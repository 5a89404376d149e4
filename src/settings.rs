//! Per-domain settings lookup with its own cache.
//!
//! Each domain can configure a notification language through the external
//! config service. Lookups are cached with a dedicated TTL so a burst of
//! sends does not hammer the service, and a failed lookup falls back to the
//! default locale without failing the surrounding operation.

use std::sync::Arc;
use std::time::Duration;

use async_trait::async_trait;
use serde::{Deserialize, Serialize};
use thiserror::Error;
use tracing::{debug, warn};

use crate::cache::CacheStore;

/// Settings lookup errors.
#[derive(Error, Debug, Clone)]
pub enum SettingsError {
    /// The config service could not be reached.
    #[error("config service unavailable: {0}")]
    Unavailable(String),
    /// The config service failed the query.
    #[error("settings lookup failed: {0}")]
    Query(String),
}

/// Per-domain settings as returned by the config service.
#[derive(Debug, Clone, Default, Serialize, Deserialize)]
pub struct DomainSettings {
    /// Preferred notification language, if configured.
    pub language: Option<String>,
}

/// Narrow client contract for the config service.
#[async_trait]
pub trait ConfigClient: Send + Sync {
    /// Fetch settings for a domain.
    async fn get_domain_settings(
        &self,
        domain_id: &str,
    ) -> std::result::Result<DomainSettings, SettingsError>;
}

/// Cache key for a domain's settings.
fn settings_key(domain_id: &str) -> String {
    format!("notice:domain-settings:{domain_id}")
}

/// Locale lookup over the config service with a TTL cache in front.
///
/// Never fails: a lookup error logs a warning and yields the default
/// locale, so one misbehaving domain cannot abort aggregation for others.
pub struct LocaleSource<S, C> {
    config: Arc<S>,
    cache: Arc<C>,
    ttl: Duration,
    default_locale: String,
}

impl<S, C> LocaleSource<S, C>
where
    S: ConfigClient,
    C: CacheStore,
{
    /// Create a locale source.
    pub fn new(config: Arc<S>, cache: Arc<C>, ttl: Duration, default_locale: String) -> Self {
        Self {
            config,
            cache,
            ttl,
            default_locale,
        }
    }

    /// Resolve the notification locale for a domain.
    pub async fn domain_locale(&self, domain_id: &str) -> String {
        let key = settings_key(domain_id);

        if self.cache.is_available().await {
            match self.cache.get(&key).await {
                Ok(Some(cached)) => return cached,
                Ok(None) => {}
                Err(e) => debug!(domain_id, error = %e, "settings cache read failed"),
            }
        }

        let locale = match self.config.get_domain_settings(domain_id).await {
            Ok(settings) => settings
                .language
                .unwrap_or_else(|| self.default_locale.clone()),
            Err(e) => {
                warn!(domain_id, error = %e, "domain settings lookup failed, using default locale");
                return self.default_locale.clone();
            }
        };

        if self.cache.is_available().await {
            if let Err(e) = self.cache.set(&key, &locale, self.ttl).await {
                debug!(domain_id, error = %e, "settings cache write failed");
            }
        }

        locale
    }
}

#[cfg(test)]
mod tests {
    use super::*;
    use crate::cache::MemoryCache;
    use std::collections::HashMap;
    use std::sync::atomic::{AtomicUsize, Ordering};

    struct FakeConfig {
        languages: HashMap<String, String>,
        fail: bool,
        calls: AtomicUsize,
    }

    impl FakeConfig {
        fn with(languages: &[(&str, &str)]) -> Self {
            Self {
                languages: languages
                    .iter()
                    .map(|(k, v)| (k.to_string(), v.to_string()))
                    .collect(),
                fail: false,
                calls: AtomicUsize::new(0),
            }
        }

        fn failing() -> Self {
            Self {
                languages: HashMap::new(),
                fail: true,
                calls: AtomicUsize::new(0),
            }
        }
    }

    #[async_trait]
    impl ConfigClient for FakeConfig {
        async fn get_domain_settings(
            &self,
            domain_id: &str,
        ) -> std::result::Result<DomainSettings, SettingsError> {
            self.calls.fetch_add(1, Ordering::SeqCst);
            if self.fail {
                return Err(SettingsError::Unavailable("down".to_string()));
            }
            Ok(DomainSettings {
                language: self.languages.get(domain_id).cloned(),
            })
        }
    }

    fn source(config: FakeConfig) -> LocaleSource<FakeConfig, MemoryCache> {
        LocaleSource::new(
            Arc::new(config),
            Arc::new(MemoryCache::new()),
            Duration::from_secs(300),
            "en".to_string(),
        )
    }

    #[tokio::test]
    async fn test_configured_language() {
        let source = source(FakeConfig::with(&[("d1", "ja")]));
        assert_eq!(source.domain_locale("d1").await, "ja");
    }

    #[tokio::test]
    async fn test_unconfigured_language_defaults() {
        let source = source(FakeConfig::with(&[]));
        assert_eq!(source.domain_locale("d1").await, "en");
    }

    #[tokio::test]
    async fn test_lookup_failure_defaults() {
        let source = source(FakeConfig::failing());
        assert_eq!(source.domain_locale("d1").await, "en");
    }

    #[tokio::test]
    async fn test_second_lookup_hits_cache() {
        let source = source(FakeConfig::with(&[("d1", "ko")]));
        assert_eq!(source.domain_locale("d1").await, "ko");
        assert_eq!(source.domain_locale("d1").await, "ko");
        assert_eq!(source.config.calls.load(Ordering::SeqCst), 1);
    }

    #[tokio::test]
    async fn test_failure_not_cached() {
        // A fallback result is not written to the cache, so the next
        // lookup retries the config service.
        let source = source(FakeConfig::failing());
        assert_eq!(source.domain_locale("d1").await, "en");
        assert_eq!(source.domain_locale("d1").await, "en");
        assert_eq!(source.config.calls.load(Ordering::SeqCst), 2);
    }
}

The problem →
Using the material, count the lines where the word "failing" appears. Give the number by itself.

Solution →
4